Below are the records; count how many of their lines carry "nope" and give only the number.
- Opening Delimiter -
#[cfg(test)]
#[allow(clippy::unwrap_used, clippy::indexing_slicing)]
mod tests {
    use attu_core::snowflake::snowflake_time;
    use attu_core::year_line::format_year_line;
    use chrono::TimeZone;
    use chrono_tz::America::New_York;
    use serde_json::json;

    use super::*;
    use crate::app::test_support::test_app;

    const OWNER: u64 = 42;

    fn ny(y: i32, m: u32, d: u32, h: u32) -> DateTime<Utc> {
        New_York
            .with_ymd_and_hms(y, m, d, h, 0, 0)
            .unwrap()
            .with_timezone(&Utc)
    }

    fn data(value: serde_json::Value) -> CommandData {
        serde_json::from_value(value).unwrap()
    }

    #[test]
    fn parses_admin_with_number() {
        let command = Command::parse(&data(json!({
            "name": "admin",
            "options": [
                { "name": "option", "type": 3, "value": "set_length" },
                { "name": "number", "type": 4, "value": 21 }
            ]
        })))
        .unwrap();
        assert_eq!(
            command,
            Command::Admin {
                option: AdminOption::SetLength,
                number: Some(21)
            }
        );
        assert!(command.requires_owner());
        assert!(!command.is_slow());
    }

    #[test]
    fn parses_channel_option_from_string_id() {
        let command = Command::parse(&data(json!({
            "name": "link_year",
            "options": [
                { "name": "year", "type": 4, "value": 2 },
                { "name": "channel", "type": 7, "value": "10" }
            ]
        })))
        .unwrap();
        assert_eq!(
            command,
            Command::LinkYear {
                year: 2,
                channel: Some(10)
            }
        );
    }

    #[test]
    fn rejects_unknown_names_and_choices() {
        let unknown = Command::parse(&data(json!({ "name": "nope" })));
        assert_eq!(unknown, Err(ParseError::Unknown("nope".to_owned())));

        let invalid = Command::parse(&data(json!({
            "name": "debug",
            "options": [{ "name": "option", "type": 3, "value": "explode" }]
        })));
        assert!(matches!(invalid, Err(ParseError::Invalid { .. })));

        let missing = Command::parse(&data(json!({ "name": "wiki_block" })));
        assert_eq!(missing, Err(ParseError::Missing("user")));
    }

    #[tokio::test]
    async fn check_year_counts_down() {
        let t = test_app(|_| {});
        let reply = execute(&t.app, 7, Command::CheckYear { year: None }, ny(2024, 1, 10, 12))
            .await
            .unwrap();
        assert_eq!(reply, Reply::public("10 Days Remaining Until Year 4 PC"));

        let reply = execute(&t.app, 7, Command::CheckYear { year: None }, ny(2024, 1, 19, 12))
            .await
            .unwrap();
        assert_eq!(reply.content, "1 Day Remaining Until Year 4 PC");
    }

    #[tokio::test]
    async fn check_year_on_rollover_day_announces_new_year() {
        let t = test_app(|_| {});
        let reset = ny(2024, 1, 20, 17).timestamp();

        for now in [ny(2024, 1, 20, 12), ny(2024, 1, 20, 18)] {
            let reply = execute(&t.app, 7, Command::CheckYear { year: None }, now)
                .await
                .unwrap();
            assert_eq!(
                reply.content,
                format!("Happy New Year! Advancing to Year 4 PC at <t:{reset}:t>")
            );
        }
    }

    #[tokio::test]
    async fn check_year_while_paused_is_cancelled() {
        let t = test_app(|c| c.epoch.paused = true);
        let now = ny(2024, 1, 10, 12);

        let reply = execute(&t.app, 7, Command::CheckYear { year: None }, now)
            .await
            .unwrap();
        assert_eq!(reply, Reply::public(TIME_CANCELLED));

        let reply = execute(&t.app, 7, Command::CheckYear { year: Some(9) }, now)
            .await
            .unwrap();
        assert_eq!(reply.content, TIME_CANCELLED);
    }

    #[tokio::test]
    async fn check_year_rejects_non_positive_years() {
        let t = test_app(|_| {});
        let reply = execute(&t.app, 7, Command::CheckYear { year: Some(0) }, ny(2024, 1, 10, 12))
            .await
            .unwrap();
        assert!(reply.ephemeral);
        assert!(reply.content.starts_with("Failed:"));
    }

    #[tokio::test]
    async fn check_year_reads_past_years_from_anchors() {
        let t = test_app(|c| c.timestamps = vec![100, 200]);
        let reply = execute(&t.app, 7, Command::CheckYear { year: Some(1) }, ny(2024, 1, 10, 12))
            .await
            .unwrap();
        let start = snowflake_time(100).unwrap().timestamp();
        assert!(reply.content.starts_with(&format!("Year 1 PC began <t:{start}:f>")));
        assert!(!reply.ephemeral);
    }

    #[tokio::test]
    async fn check_year_projects_future_years() {
        let t = test_app(|_| {});
        let reply = execute(&t.app, 7, Command::CheckYear { year: Some(5) }, ny(2024, 1, 10, 12))
            .await
            .unwrap();
        let start = ny(2024, 2, 3, 17).timestamp();
        let end = ny(2024, 2, 17, 17).timestamp();
        assert_eq!(
            reply.content,
            format!("Year 5 PC begins <t:{start}:f> and ends <t:{end}:f>.")
        );
    }

    #[tokio::test]
    async fn link_year_defaults_to_last_lore_channel() {
        let t = test_app(|_| {});
        let now = ny(2024, 1, 10, 12);

        let reply = execute(&t.app, 7, Command::LinkYear { year: 2, channel: None }, now)
            .await
            .unwrap();
        assert_eq!(reply.content, "https://discord.com/channels/100/11/2000");

        let reply = execute(&t.app, 7, Command::LinkYear { year: 1, channel: Some(6) }, now)
            .await
            .unwrap();
        assert_eq!(reply.content, "https://discord.com/channels/100/6/1000");
    }

    #[tokio::test]
    async fn link_year_validates_channel_and_year() {
        let t = test_app(|_| {});
        let now = ny(2024, 1, 10, 12);

        let reply = execute(&t.app, 7, Command::LinkYear { year: 1, channel: Some(99) }, now)
            .await
            .unwrap();
        assert_eq!(reply, Reply::ephemeral("Failed: Channel is not a lore channel."));

        for year in [0, 3] {
            let reply = execute(&t.app, 7, Command::LinkYear { year, channel: None }, now)
                .await
                .unwrap();
            assert_eq!(reply, Reply::ephemeral("Failed: Pick a year between 1 and 2."));
        }
    }

    #[tokio::test]
    async fn build_date_without_build_time_fails_quietly() {
        let t = test_app(|_| {});
        let reply = execute(&t.app, 7, Command::BuildDate, ny(2024, 1, 10, 12))
            .await
            .unwrap();
        assert!(reply.ephemeral);
    }

    #[tokio::test]
    async fn owner_commands_refuse_others() {
        let t = test_app(|_| {});
        let command = Command::Admin {
            option: AdminOption::Pause,
            number: None,
        };
        let reply = execute(&t.app, 7, command, ny(2024, 1, 10, 12)).await.unwrap();
        assert_eq!(reply, Reply::ephemeral(OWNER_ONLY));
        assert!(!t.app.store.snapshot().await.epoch.paused);
    }

    #[tokio::test]
    async fn pause_is_persisted() {
        let t = test_app(|_| {});
        let command = Command::Admin {
            option: AdminOption::Pause,
            number: None,
        };
        let reply = execute(&t.app, OWNER, command.clone(), ny(2024, 1, 10, 12))
            .await
            .unwrap();
        assert_eq!(reply.content, "Time paused.");

        let on_disk = BotConfig::parse(&std::fs::read_to_string(&t.fixture.path).unwrap()).unwrap();
        assert!(on_disk.epoch.paused);

        let reply = execute(&t.app, OWNER, command, ny(2024, 1, 10, 12)).await.unwrap();
        assert_eq!(reply.content, "Time was already paused.");
    }

    #[tokio::test]
    async fn resume_reanchors_to_next_saturday() {
        let t = test_app(|c| {
            c.epoch.paused = true;
            c.timestamps = vec![1000, 2000, 3000];
        });
        let now = ny(2024, 1, 10, 12);
        let command = Command::Admin {
            option: AdminOption::Resume,
            number: None,
        };
        let reply = execute(&t.app, OWNER, command, now).await.unwrap();

        let epoch = t.app.store.snapshot().await.epoch;
        assert!(!epoch.paused);
        assert_eq!(epoch.year, 4);
        assert_eq!(epoch.time, ny(2024, 1, 13, 0).timestamp());
        let starts = ny(2024, 1, 13, 17).timestamp();
        assert_eq!(
            reply.content,
            format!("Time resumed. Year 4 PC begins <t:{starts}:f>.")
        );
    }

    #[tokio::test]
    async fn resume_after_reset_only_unpauses() {
        let t = test_app(|c| c.epoch.paused = true);
        let before = t.app.store.snapshot().await.epoch;
        let command = Command::Admin {
            option: AdminOption::Resume,
            number: None,
        };
        execute(&t.app, OWNER, command, ny(2024, 1, 10, 12)).await.unwrap();

        let after = t.app.store.snapshot().await.epoch;
        assert!(!after.paused);
        assert_eq!(after.time, before.time);
        assert_eq!(after.year, before.year);
    }

    #[tokio::test]
    async fn force_year_advances_past_last_recorded_year() {
        let t = test_app(|c| c.timestamps = vec![1, 2, 3, 4, 5]);
        let command = Command::Admin {
            option: AdminOption::ForceYear,
            number: None,
        };
        assert!(command.is_slow());

        let reply = execute(&t.app, OWNER, command, ny(2024, 1, 10, 12)).await.unwrap();
        assert_eq!(reply.content, "Advanced to Year 6 PC.");

        let timestamps = t.app.store.snapshot().await.timestamps;
        assert_eq!(timestamps.len(), 6);
        assert_eq!(timestamps[5], 5001);

        let log = t.app.chat.log();
        assert_eq!(log.sent[0], (10, format_year_line(6)));
        assert_eq!(log.renamed, vec![(2, "Current Year: 6 PC".to_owned())]);
        assert!(t.app.wiki.page_text().contains("Current Year: 6 PC"));
    }

    #[tokio::test]
    async fn force_year_failure_is_an_error() {
        let t = test_app(|_| {});
        t.app.chat.fail_renames();
        let command = Command::Admin {
            option: AdminOption::ForceYear,
            number: None,
        };
        let err = execute(&t.app, OWNER, command, ny(2024, 1, 10, 12))
            .await
            .unwrap_err();
        assert!(format!("{err}").contains("rename year channel"));
        // The anchor was recorded before the failing step.
        assert_eq!(t.app.store.snapshot().await.timestamps.len(), 3);
    }

    #[tokio::test]
    async fn set_length_requires_a_positive_number() {
        let t = test_app(|_| {});
        let now = ny(2024, 1, 10, 12);

        let reply = execute(
            &t.app,
            OWNER,
            Command::Admin {
                option: AdminOption::SetLength,
                number: Some(0),
            },
            now,
        )
        .await
        .unwrap();
        assert!(reply.ephemeral);

        execute(
            &t.app,
            OWNER,
            Command::Admin {
                option: AdminOption::SetLength,
                number: Some(21),
            },
            now,
        )
        .await
        .unwrap();
        assert_eq!(t.app.store.snapshot().await.epoch.length, 21);
    }

    #[tokio::test]
    async fn reload_picks_up_edits() {
        let t = test_app(|_| {});
        let mut edited = t.app.store.snapshot().await;
        edited.epoch.length = 7;
        std::fs::write(&t.fixture.path, edited.to_json().unwrap()).unwrap();

        let command = Command::Admin {
            option: AdminOption::Reload,
            number: None,
        };
        execute(&t.app, OWNER, command, ny(2024, 1, 10, 12)).await.unwrap();
        assert_eq!(t.app.store.snapshot().await.epoch.length, 7);
    }

    #[tokio::test]
    async fn debug_guard_and_error() {
        let t = test_app(|_| {});
        let now = ny(2024, 1, 10, 12);

        let reply = execute(&t.app, OWNER, Command::Debug(DebugOption::Guard), now)
            .await
            .unwrap();
        assert!(reply.ephemeral);
        assert!(reply.content.contains("\"not_due\""));

        let reply = execute(&t.app, OWNER, Command::Debug(DebugOption::Config), now)
            .await
            .unwrap();
        assert!(!reply.content.contains("secret-token"));

        let err = execute(&t.app, OWNER, Command::Debug(DebugOption::Error), now)
            .await
            .unwrap_err();
        assert!(err.downcast_ref::<BotError>().is_some());
    }

    #[tokio::test]
    async fn wiki_block_logs_in_and_blocks() {
        let t = test_app(|_| {});
        let command = Command::WikiBlock {
            user: "Vandal".to_owned(),
            reason: "spam".to_owned(),
        };
        let reply = execute(&t.app, OWNER, command, ny(2024, 1, 10, 12)).await.unwrap();
        assert_eq!(reply.content, "Blocked User:Vandal on the wiki.");

        let log = t.app.wiki.log();
        assert_eq!(log.logins, vec!["AttuBot".to_owned()]);
        assert_eq!(log.blocks, vec![("Vandal".to_owned(), "spam".to_owned())]);
    }

    #[tokio::test]
    async fn activity_posts_get_a_reaction() {
        let t = test_app(|_| {});
        assert!(react_to_activity(&t.app, 1, 77, "[DoomBot] rolled a 20").await.unwrap());
        assert!(!react_to_activity(&t.app, 1, 78, "hello").await.unwrap());
        assert!(!react_to_activity(&t.app, 3, 79, "[DoomBot] elsewhere").await.unwrap());

        assert_eq!(
            t.app.chat.log().reactions,
            vec![(1, 77, ACTIVITY_REACTION.to_owned())]
        );
    }
}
- Closing Delimiter -
* **Written solution**: 2